Texas State (12/9/2020, 2019 KenPom #93)
Danny Kaspar turned the Bobcats around, going from 8-23 in his first season to a program that had won 20+ games in three of the last four seasons. He was set to start season number eight until a Title IX investigation was opened into uhh, controversial statements he made regularly in practices which included saying things that resulted in him deploying the “why can’t I use that word, you guys use it” defense, which when you’re a 65-year-old white man coaching mostly minority athletes, is always a sign your argument is on sound footing. He ‘resigned’ in late September, and the program promoted assistant coach Terrence Johnson for the season. (Side note: if you’re trying to distance your program from a guy, maybe don’t make the main photo for your interim head coach a photo that prominently features the old guy. Just saying.)
That one’s on the house, Terrence.
Also, not for nothing but the more I look at photos of Mario’s face the more concerned I am about his mustache. There’s no way that thing is comfortable, it’s practically inside his nose. Is…is it made of nose hair? Have I led most of my life wrongly believing that was a mustache and not a genetic condition where his nose hair grows uncontrollably? How often does he have to trim it, daily? Hourly? Is this why Princess Peach keeps sequestering herself in unattainable castles, to avoid the horror of pounds of Nostril Hair Mario, inundated with the aroma of a sweaty Italian who spent days running through sewers and dungeons with no showers along the way, coming in for a kiss while drenched in the offal of a dead dinosaur-sized turtle? This is going to bother me all night.
Sam Houston State (12/16/2020, 2019 KenPom #212)

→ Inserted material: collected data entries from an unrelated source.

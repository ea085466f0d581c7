use serde::{Deserialize, Deserializer, de::DeserializeOwned};
use serde_json::Value;

/// Число из строки формы: пустая строка или мусор дают `None`
pub fn safe_number(raw: &str) -> Option<f64> {
    let raw = raw.trim();
    if raw.is_empty() {
        return None;
    }
    raw.parse::<f64>().ok().filter(|v| v.is_finite())
}

/// Целое из начала строки, как это делает форма: "3 workers" -> 3
pub fn parse_leading_int(raw: &str) -> Option<i64> {
    let raw = raw.trim_start();
    let (sign, digits) = match raw.strip_prefix('-') {
        Some(rest) => (-1, rest),
        None => (1, raw.strip_prefix('+').unwrap_or(raw)),
    };
    let end = digits
        .find(|c: char| !c.is_ascii_digit())
        .unwrap_or(digits.len());
    digits[..end].parse::<i64>().ok().map(|v| v * sign)
}

/// "UN1203" -> 1203
pub fn parse_un_number(raw: &str) -> Option<u32> {
    let raw = raw.trim();
    let digits = raw.strip_prefix("UN").unwrap_or(raw).trim();
    if digits.is_empty() {
        return None;
    }
    digits.parse().ok()
}

/// Число обратно в строку формы без хвоста ".0"
pub fn format_number(value: f64) -> String {
    if value.fract() == 0.0 && value.abs() < 1e15 {
        format!("{}", value as i64)
    } else {
        value.to_string()
    }
}

/// Число для полей формы, где ноль означает «не заполнено»
pub fn format_optional_number(value: Option<f64>) -> String {
    match value {
        Some(v) if v != 0.0 => format_number(v),
        _ => String::new(),
    }
}

pub fn value_to_string(value: &Value) -> String {
    match value {
        Value::Null => String::new(),
        Value::String(s) => s.clone(),
        Value::Number(n) => n.to_string(),
        Value::Bool(b) => b.to_string(),
        other => other.to_string(),
    }
}

/// Строка, даже если в JSON пришло число или null
pub fn string_or_number<'de, D>(deserializer: D) -> Result<String, D::Error>
where
    D: Deserializer<'de>,
{
    Ok(value_to_string(&Value::deserialize(deserializer)?))
}

fn number_from_value(value: &Value) -> Option<f64> {
    match value {
        Value::Number(n) => n.as_f64(),
        Value::String(s) => safe_number(s),
        _ => None,
    }
}

/// Счётчик, даже если пришёл строкой; мусор даёт 0
pub fn count_or_zero<'de, D>(deserializer: D) -> Result<u32, D::Error>
where
    D: Deserializer<'de>,
{
    let count = number_from_value(&Value::deserialize(deserializer)?).unwrap_or(0.0);
    Ok(if count > 0.0 { count as u32 } else { 0 })
}

/// Число или строка с числом; null и мусор дают `None`
pub fn lenient_number<'de, D>(deserializer: D) -> Result<Option<f64>, D::Error>
where
    D: Deserializer<'de>,
{
    Ok(number_from_value(&Value::deserialize(deserializer)?))
}

/// Как `lenient_number`, но отсутствие значения даёт 0
pub fn number_or_zero<'de, D>(deserializer: D) -> Result<f64, D::Error>
where
    D: Deserializer<'de>,
{
    Ok(lenient_number(deserializer)?.unwrap_or(0.0))
}

/// UN-номер числом или строкой ("1203", "UN1203")
pub fn lenient_un_number<'de, D>(deserializer: D) -> Result<Option<u32>, D::Error>
where
    D: Deserializer<'de>,
{
    Ok(match Value::deserialize(deserializer)? {
        Value::Number(n) => n.as_u64().and_then(|v| u32::try_from(v).ok()),
        Value::String(s) => parse_un_number(&s),
        _ => None,
    })
}

/// Значение, которое не удалось разобрать, считается отсутствующим
pub fn or_none<'de, D, T>(deserializer: D) -> Result<Option<T>, D::Error>
where
    D: Deserializer<'de>,
    T: DeserializeOwned,
{
    let value = Value::deserialize(deserializer)?;
    if value.is_null() {
        return Ok(None);
    }
    Ok(serde_json::from_value(value).ok())
}

/// `null` трактуется как значение по умолчанию
pub fn nullable<'de, D, T>(deserializer: D) -> Result<T, D::Error>
where
    D: Deserializer<'de>,
    T: Deserialize<'de> + Default,
{
    Ok(Option::<T>::deserialize(deserializer)?.unwrap_or_default())
}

Jason Hooten has coached Sam Houston State for a decade and never made the NCAA Tournament. Being in a one-bid league like the Southland Conference, that’s probably not a shock; there are decent coaches who put together good regular seasons - like in 2019 when his team went 16-2 in conference play - only to get bounced in the conference tournament in an upset and be relegated elsewhere. That team lost to New Orleans in an upset in their conference tourney and followed it up by getting bounced by TCU in the first round of the NIT. This is the same year Texas bounced TCU to claim the FINAL EVER NIT CHAMPIONSHIP, so there’s an alternate timeline where the Bearkats meet up with Texas and get Snoop Roach dunking in their face for 40 minutes. I guess what I’m saying is being a mid-major kinda sucks.
Texas A&M-Corpus Christi (12/29/2020, 2019 KenPom #303)
All I know about this school is that my girlfriend’s sister went there for some sort of marine biology degree that involved her tracking whales and asking us to financially support their tracking of whales. She now works in DC for Trump, trying to kill the whales she learned how to track on my dime. Nature is healing.
I hesitate to discuss the non-con separate from the conference schedule because they’re more intertwined than normal this season, with Texas playing two Big 12 opponents before 2021 kicks into gear and one of these games happening at the end of January. I think it’s fair to say Texas should win at least four of the seven, with the Kentucky & Villanova games being the most important on their schedule. That said, if they manage to take one (or more) of the UK/Nova/UNC games then they might be showing a form which portends to a good season. If they struggle against the Texas directional schools, that could portend something else entirely. Or maybe all of these games get cancelled because North Carolina is the first wave of COVID-20, which is like COVID-19 but way more polite as it liquefies your innards. Southerners are the nicest people, even when they’re killing you.